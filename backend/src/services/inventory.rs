//! Inventory ledger: item lifecycle, stock adjustments and read projections

use std::collections::BTreeMap;
use std::str::FromStr;

use chrono::{DateTime, NaiveDate, Utc};
use rust_decimal::Decimal;
use serde::{Deserialize, Serialize};
use shared::{
    expiry, sort_by_priority, validation, InventoryItem, ItemView, MovementType, StockMovement,
    UnknownVariant, DEFAULT_MAX_THRESHOLD, DEFAULT_MIN_THRESHOLD, DEFAULT_UNIT,
};
use uuid::Uuid;
use validator::Validate;

use super::{clean, ensure};
use crate::config::InventoryConfig;
use crate::error::{AppError, AppResult};
use crate::store::{DynStore, MovementFilter, StoreTx};

pub const INITIAL_STOCK_NOTE: &str = "Initial stock";
pub const MANUAL_ADJUSTMENT_NOTE: &str = "Manual adjustment";

/// Inventory service for managing items and their stock levels
#[derive(Clone)]
pub struct InventoryService {
    store: DynStore,
    settings: InventoryConfig,
}

/// Input for creating an inventory item
#[derive(Debug, Clone, Deserialize, Validate)]
pub struct CreateItemInput {
    #[validate(length(
        min = 1,
        max = 255,
        message = "Item name is required and must not exceed 255 characters"
    ))]
    pub name: String,
    pub description: Option<String>,
    #[validate(length(max = 100, message = "Category must not exceed 100 characters"))]
    pub category: Option<String>,
    #[validate(length(max = 100, message = "Barcode must not exceed 100 characters"))]
    pub barcode: Option<String>,
    #[validate(length(max = 100, message = "SKU must not exceed 100 characters"))]
    pub sku: Option<String>,
    #[validate(length(max = 50, message = "Unit must not exceed 50 characters"))]
    pub unit: Option<String>,
    #[serde(default)]
    #[validate(range(min = 0, message = "Quantity must be a non-negative integer"))]
    pub quantity: i32,
    pub cost_price: Decimal,
    pub selling_price: Decimal,
    #[validate(range(min = 0, message = "Minimum threshold must be a non-negative integer"))]
    pub min_threshold: Option<i32>,
    pub max_threshold: Option<i32>,
    pub expiry_date: Option<NaiveDate>,
    pub batch_number: Option<String>,
    pub supplier: Option<String>,
    pub external_id: Option<Uuid>,
}

/// Input for updating an inventory item; absent fields are left unchanged
#[derive(Debug, Clone, Default, Deserialize, Validate)]
pub struct UpdateItemInput {
    #[validate(length(
        min = 1,
        max = 255,
        message = "Item name is required and must not exceed 255 characters"
    ))]
    pub name: Option<String>,
    pub description: Option<String>,
    #[validate(length(max = 100, message = "Category must not exceed 100 characters"))]
    pub category: Option<String>,
    #[validate(length(max = 100, message = "Barcode must not exceed 100 characters"))]
    pub barcode: Option<String>,
    #[validate(length(max = 100, message = "SKU must not exceed 100 characters"))]
    pub sku: Option<String>,
    #[validate(length(max = 50, message = "Unit must not exceed 50 characters"))]
    pub unit: Option<String>,
    #[validate(range(min = 0, message = "Quantity must be a non-negative integer"))]
    pub quantity: Option<i32>,
    pub cost_price: Option<Decimal>,
    pub selling_price: Option<Decimal>,
    #[validate(range(min = 0, message = "Minimum threshold must be a non-negative integer"))]
    pub min_threshold: Option<i32>,
    /// `null` removes the maximum
    #[serde(default, deserialize_with = "crate::services::nullable")]
    pub max_threshold: Option<Option<i32>>,
    /// `null` removes the expiry date
    #[serde(default, deserialize_with = "crate::services::nullable")]
    pub expiry_date: Option<Option<NaiveDate>>,
    pub batch_number: Option<String>,
    pub supplier: Option<String>,
}

/// Input for a manual stock correction
#[derive(Debug, Clone, Deserialize, Validate)]
pub struct AdjustStockInput {
    /// Requested change; the applied change is clamped so stock never drops below zero
    pub delta: i32,
    #[validate(length(max = 500, message = "Note must not exceed 500 characters"))]
    pub note: Option<String>,
}

/// Item list filter
#[derive(Debug, Clone, Copy, Default, PartialEq, Eq, Deserialize)]
#[serde(rename_all = "snake_case")]
pub enum ItemStatusFilter {
    #[default]
    All,
    LowStock,
    OutOfStock,
    Expired,
    Expiring,
}

impl FromStr for ItemStatusFilter {
    type Err = UnknownVariant;

    fn from_str(s: &str) -> Result<Self, Self::Err> {
        match s {
            "all" => Ok(ItemStatusFilter::All),
            "low_stock" => Ok(ItemStatusFilter::LowStock),
            "out_of_stock" => Ok(ItemStatusFilter::OutOfStock),
            "expired" => Ok(ItemStatusFilter::Expired),
            "expiring" => Ok(ItemStatusFilter::Expiring),
            other => Err(UnknownVariant::new("item status", other)),
        }
    }
}

/// Single item with its latest stock movements
#[derive(Debug, Clone, Serialize)]
pub struct ItemDetail {
    #[serde(flatten)]
    pub item: ItemView,
    pub recent_movements: Vec<StockMovement>,
}

/// Inventory totals for the dashboard header
#[derive(Debug, Clone, Default, PartialEq, Serialize)]
pub struct InventorySummary {
    pub total_items: i64,
    pub total_quantity: i64,
    /// Σ quantity × cost price
    pub total_value: Decimal,
    pub total_selling_value: Decimal,
    pub low_stock_count: i64,
    pub out_of_stock_count: i64,
    pub expired_count: i64,
    pub expiring_count: i64,
}

/// A category in use, for pickers and filters
#[derive(Debug, Clone, PartialEq, Eq, Serialize)]
pub struct CategorySummary {
    pub name: String,
    pub item_count: i64,
}

/// Sort key for low-stock lists: fraction of the minimum threshold on hand
fn stock_ratio(item: &InventoryItem) -> Decimal {
    Decimal::from(item.quantity) / Decimal::from(item.min_threshold.max(1))
}

async fn reject_conflict(
    tx: &mut Box<dyn StoreTx>,
    owner_id: Uuid,
    item: &InventoryItem,
    exclude: Option<Uuid>,
) -> AppResult<()> {
    match tx
        .find_conflict(owner_id, &item.name, item.barcode.as_deref(), exclude)
        .await?
    {
        Some(field) => Err(AppError::conflict(
            field.as_str(),
            format!("An item with this {} already exists", field.as_str()),
        )),
        None => Ok(()),
    }
}

fn check_item_rules(item: &InventoryItem) -> AppResult<()> {
    if item.name.is_empty() {
        return Err(AppError::validation("name", "Item name is required"));
    }
    let price_field = if item.cost_price < Decimal::ZERO {
        "cost_price"
    } else {
        "selling_price"
    };
    ensure(
        price_field,
        validation::validate_prices(item.cost_price, item.selling_price),
    )?;
    ensure(
        "min_threshold",
        validation::validate_thresholds(item.min_threshold, item.max_threshold),
    )?;
    ensure("quantity", validation::validate_stock_quantity(item.quantity))
}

_ _ _

> What needs to be done
What is the number of lines in this listing that contain the word "NaiveDate"? Answer with that number and nothing else.

> Output for this task
3